As we approached the end of the course, I was anticipating the moment that I finally read Richard Marsh’s novel, The Beetle. Having already read Mary Shelley’s Frankenstein and Bram Stoker’s Dracula, I kept wondering to myself… what is the most frightening thing about this novel?
I came to the conclusion that people are most afraid of something if it has relevance to their lives – ultimately, if they can relate to it. Personally speaking, a horror movie isn’t as scary to me as when it mentions that it was “based on real events”. (Just me?) Marsh does just that with this novel. He uses the decline of Britain as a world power at the end of the 19th century to strike fear into the hearts of Victorians; and also to ignite curiosity in their hearts – to have them question their morals. The purpose of this text is to cause the audience to feel both fear, and guilt.
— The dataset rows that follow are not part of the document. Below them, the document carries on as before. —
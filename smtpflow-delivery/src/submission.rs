//! One message through the pipeline: rewrite, admit, relay, record.
//!
//! Shared by the SMTP and HTTP front doors. Quota is consumed before the
//! relay call and never refunded; the sent record is written last.

use std::{net::IpAddr, sync::Arc, time::Duration};

use chrono::{DateTime, Utc};
use smtpflow_common::tracking::TrackingId;
use smtpflow_store::{Admission, EventRecorder, MessageId, NewMessage, Quota, TenantIdentity};
use tracing::{error, info, warn};

use crate::{
    compose::{self, ComposeSettings},
    error::{RelayError, SubmissionError},
    message::{Contact, OutboundMessage},
    relay::Relay,
    rewrite::rewrite,
};

#[derive(Debug, Clone)]
pub struct SubmissionSettings {
    pub compose: ComposeSettings,
    /// `{username}@{sender_domain}` is the From of last resort.
    pub sender_domain: String,
    pub relay_timeout: Duration,
}

#[derive(Debug, Clone)]
pub struct Submission {
    pub tenant: TenantIdentity,
    /// The envelope sender given by the client, if any.
    pub sender: Option<String>,
    /// Envelope recipients. Empty means "use the To and Cc headers".
    pub recipients: Vec<String>,
    pub message: OutboundMessage,
    pub size: u64,
    pub peer: Option<IpAddr>,
}

#[derive(Debug, Clone, PartialEq, Eq)]
pub struct Receipt {
    pub tracking_id: TrackingId,
    /// `None` when the message was relayed but the sent record failed.
    pub message_id: Option<MessageId>,
    pub sent_at: DateTime<Utc>,
    /// Messages consumed this period, including this one.
    pub quota_used: u64,
}

#[derive(Debug, Clone)]
pub struct Submitter {
    quota: Quota,
    recorder: Arc<dyn EventRecorder>,
    relay: Arc<dyn Relay>,
    settings: Arc<SubmissionSettings>,
}

impl Submitter {
    pub fn new(
        quota: Quota,
        recorder: Arc<dyn EventRecorder>,
        relay: Arc<dyn Relay>,
        settings: SubmissionSettings,
    ) -> Self {
        Self {
            quota,
            recorder,
            relay,
            settings: Arc::new(settings),
        }
    }

    #[must_use]
    pub fn settings(&self) -> &SubmissionSettings {
        &self.settings
    }

    #[must_use]
    pub const fn quota(&self) -> &Quota {
        &self.quota
    }

    /// The visible From: the message's own From header, then the envelope
    /// sender, then an address derived from the tenant.
    #[must_use]
    pub fn visible_sender(
        &self,
        tenant: &TenantIdentity,
        sender: Option<&str>,
        message: &OutboundMessage,
    ) -> Contact {
        message
            .from
            .clone()
            .or_else(|| {
                sender
                    .map(|sender| sender.trim().trim_start_matches('<').trim_end_matches('>'))
                    .filter(|sender| !sender.is_empty())
                    .map(Contact::new)
            })
            .unwrap_or_else(|| {
                Contact::new(format!("{}@{}", tenant.username, self.settings.sender_domain))
            })
    }

    #[tracing::instrument(skip_all, fields(tenant = %submission.tenant.id))]
    pub async fn submit(&self, submission: Submission) -> Result<Receipt, SubmissionError> {
        let Submission {
            tenant,
            sender,
            recipients,
            mut message,
            size,
            peer,
        } = submission;

        let tracking_id = TrackingId::generate();

        if let Some(html) = message.html.take() {
            message.html = Some(rewrite(
                &html,
                &tracking_id,
                &self.settings.compose.base_url,
            ));
        }

        let from = self.visible_sender(&tenant, sender.as_deref(), &message);
        let composed = compose::compose(
            &message,
            &from,
            &recipients,
            &tracking_id,
            &self.settings.compose,
        )?;

        let quota_used = match self.quota.admit(tenant.id, tenant.limits.monthly).await? {
            Admission::Admitted { count } => count,
            Admission::QuotaExceeded { used, limit } => {
                return Err(SubmissionError::QuotaExceeded { used, limit });
            }
        };

        let relayed = tokio::time::timeout(
            self.settings.relay_timeout,
            self.relay.submit(&composed.envelope, &composed.message),
        )
        .await
        .unwrap_or_else(|_| Err(RelayError::Timeout(self.settings.relay_timeout)));

        if let Err(err) = relayed {
            warn!(
                %tracking_id,
                quota_consumed = true,
                upstream_rejected = err.is_permanent(),
                error = %err,
                "Relay failed after quota admission"
            );
            return Err(err.into());
        }

        let sent_at = Utc::now();
        let record = NewMessage {
            tracking_id: tracking_id.clone(),
            tenant_id: tenant.id,
            from_address: from.email,
            from_name: from.name,
            recipients: composed.envelope.recipients,
            subject: message.subject,
            size,
            peer_ip: peer,
        };

        let message_id = match self.recorder.record_sent(record).await {
            Ok(message_id) => Some(message_id),
            Err(err) => {
                error!(
                    %tracking_id,
                    error = %err,
                    "Message relayed but the sent record could not be written"
                );
                None
            }
        };

        info!(%tracking_id, quota_used, "Message relayed");

        Ok(Receipt {
            tracking_id,
            message_id,
            sent_at,
            quota_used,
        })
    }
}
The fear is caused by the thought that the West is on the edge of being colonized by the immigration of barbaric forces of the East. And that… brings us to the feeling of guilt. But I’m assuming at first, the Victorians tried to replace the guilt with denial and here’s why:
Throughout the text, Richard Marsh criticizes the British colonial practices conducted on (primarily) the female population of the regions they colonized. They physically, mentally and verbally abused these women in their own homes. Does that sound familiar from the novel? The Beetle mirrors British imperialism in the novel. Marsh basically uses the foreigner (aka, the Beetle) to represent the villain in this story because it’s what they want to believe; and has her sexually exploit them. Similar to how the soldiers frequently sexually exploited the women belonging to the colonies in which the British imperialized to fulfill their sexual fantasies (obviously through rape). After exploring the text further, the most frightening aspect of the novel – yes, was that it represented real life events. But I can help but think, it must have been even more horrifying for the Victorians reading this novel at the time it was released; for it was a method of confronting the British with their own monstrous nature – haunting them, not only through the Beetle, but by leaving them terrified of themselves as well.